The Heartlander is a right-wing blog site that harshly criticizes the federal government, the president, and in particular, the science behind global climate change. Recent headlines include “Record Antarctic Ice Extent Deflates Global Warming Scare”, and “Fire Statistics Debunk Asserted Link to Global Warming”, and “Getting It Wrong: Prophets of Environmental Doom Are At It Again”. The themes of the stories are divided between “Global climate change isn’t real,” and “Global climate change won’t be so bad”—viewpoints which seemingly contradict each other. But the two coexist on the virtual pages of the Heartlander, and leave no room for any contrary evidence.
The Chukchi Polar Bear article cites the USFWS report, and then quotes a person who writes as a Polar Bear expert as saying, “This new study adds further evidence that far from being endangered, polar bears are thriving in the Arctic,” and “It now seems that the greatest threat that polar bears may face from global warming is from the failed climate model predictions claiming they are doomed” (although how a failed climate model can threaten bears is not made clear).

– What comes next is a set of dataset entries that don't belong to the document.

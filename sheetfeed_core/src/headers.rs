//! Header and cell-value mapping: the worksheet grid turns into named,
//! stringly-typed record fields here.

use std::collections::{BTreeMap, HashSet};

use once_cell::sync::Lazy;
use regex::Regex;
use serde_json::Value;

static NON_ALNUM: Lazy<Regex> = Lazy::new(|| Regex::new(r"[^a-zA-Z0-9]+").unwrap());

const DATE_KEYWORDS: &[&str] = &[
    "date", "time", "created", "updated", "modified", "expires", "due", "deadline",
];

/// 0-based column index to an Excel column letter (A, B, ..., Z, AA, AB, ...).
pub fn column_label(col_index: usize) -> String {
    let mut label = String::new();
    let mut n = col_index + 1;
    while n > 0 {
        n -= 1;
        label.insert(0, (b'A' + (n % 26) as u8) as char);
        n /= 26;
    }
    label
}

/// SQL-compliant form of a column name: ASCII only, non-alphanumerics
/// collapsed to `_`, lowercase, `_`-prefixed when starting with a digit.
/// An empty result falls back to `column`.
pub fn normalize_column_name(name: &str) -> String {
    let ascii: String = name.chars().filter(|c| c.is_ascii()).collect();
    let replaced = NON_ALNUM.replace_all(&ascii, "_");
    let trimmed = replaced.trim_matches('_');
    let mut normalized = if trimmed
        .chars()
        .next()
        .map(|c| c.is_ascii_digit())
        .unwrap_or(false)
    {
        format!("_{}", trimmed)
    } else {
        trimmed.to_string()
    };
    normalized.make_ascii_lowercase();
    if normalized.is_empty() {
        "column".to_string()
    } else {
        normalized
    }
}

/// A repeated header gains a suffix from its cell position, so the second
/// `id` in column D becomes `id_D1`. Blank headers stay blank.
pub fn deduplicate_headers(headers: Vec<String>) -> Vec<String> {
    let mut seen: HashSet<String> = HashSet::new();
    let mut result = Vec::with_capacity(headers.len());
    for (idx, header) in headers.into_iter().enumerate() {
        if header.is_empty() {
            result.push(header);
            continue;
        }
        if seen.contains(&header) {
            result.push(format!("{}_{}1", header, column_label(idx)));
        } else {
            seen.insert(header.clone());
            result.push(header);
        }
    }
    result
}

/// Header row of raw cells into the processed header list plus the
/// index-to-name mapping used for record building. Blank headers are kept
/// positionally in the list but excluded from the mapping.
pub fn process_headers(
    raw: &[Value],
    names_conversion: bool,
) -> (Vec<String>, BTreeMap<usize, String>) {
    let headers: Vec<String> = raw
        .iter()
        .map(|cell| {
            let text = cell_text(cell);
            if names_conversion && !text.is_empty() {
                normalize_column_name(&text)
            } else {
                text
            }
        })
        .collect();
    let headers = deduplicate_headers(headers);
    let mapping = headers
        .iter()
        .enumerate()
        .filter(|(_, h)| !h.is_empty())
        .map(|(idx, h)| (idx, h.clone()))
        .collect();
    (headers, mapping)
}

/// Excel stores dates as days since 1899-12-30 and pretends 1900 was a leap
/// year; serials from the phantom 1900-02-29 onward shift back by one day.
pub fn excel_serial_to_date(serial: f64) -> Option<String> {
    let mut days = serial;
    if days >= 60.0 {
        days -= 1.0;
    }
    let epoch = chrono::NaiveDate::from_ymd_opt(1899, 12, 30)?;
    let date = epoch.checked_add_signed(chrono::Duration::days(days as i64))?;
    Some(date.format("%Y-%m-%d").to_string())
}

/// Name-based heuristic for columns likely to hold Excel date serials.
pub fn is_date_column(column_name: &str) -> bool {
    let lower = column_name.to_lowercase();
    DATE_KEYWORDS.iter().any(|kw| lower.contains(kw))
}

/// One cell into a record value. Blank cells disappear; integral serials in
/// date-named columns become ISO dates when `parse_dates` is on; everything
/// else stringifies.
pub fn parse_cell_value(value: &Value, column_name: &str, parse_dates: bool) -> Option<String> {
    let text = cell_text(value);
    if text.is_empty() {
        return None;
    }
    if parse_dates && is_date_column(column_name) {
        if let Ok(serial) = text.parse::<f64>() {
            if (1.0..=100_000.0).contains(&serial) && serial.fract() == 0.0 {
                if let Some(date) = excel_serial_to_date(serial) {
                    return Some(date);
                }
            }
        }
    }
    Some(text)
}

pub fn is_blank_row(row: &[Value]) -> bool {
    row.iter().all(|cell| cell_text(cell).is_empty())
}

fn cell_text(cell: &Value) -> String {
    match cell {
        Value::Null => String::new(),
        Value::String(s) => s.trim().to_string(),
        Value::Number(n) => n.to_string(),
        Value::Bool(b) => b.to_string(),
        other => other.to_string(),
    }
}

It wasn’t hard to find the study in question. But it is quite different in tone than the Heartland article would suggest. The first line of the USFWS press release says flatly, “Climate change is the greatest long-term threat to polar bears.” It is true that—here comes the grain of truth—the study found that Chukchi bears were doing well. But it is also true that their neighbors in the Beaufort Sea are not. In fact, of the 19 recognized populations in the world, the Chukchi may be the only one that is holding its own. As one of the authors of the study puts it, “This is a bright light on what can seem like a dim horizon for polar bears.” Dim enough to prompt the USFWS to put Polar Bears on the Threatened list in 2008, despite vociferous protests and controversy at the time.
Looking for an explanation for this anomaly, the authors noted “…there were twice as many reduced ice days over continental shelf waters per year during 2008-2011” in the Southern Beaufort (where bears are suffering) compared to the Chukchi (where bears are doing well). They also cite “Higher biological productivity and prey availability in the (Chukchi) relative to the (Southern Beaufort).” (Read the abstract of the paper at http://onlinelibrary.wiley.com/doi/10.1111/gcb.12339/abstract).
So, first of all, let us rejoice that there is at least one population of ice bears that is, so far, succeeding in the business of survival against overwhelming odds. Second, let us make it a point to always investigate the claims of climate change deniers before we accept them…because inquiring minds want to know.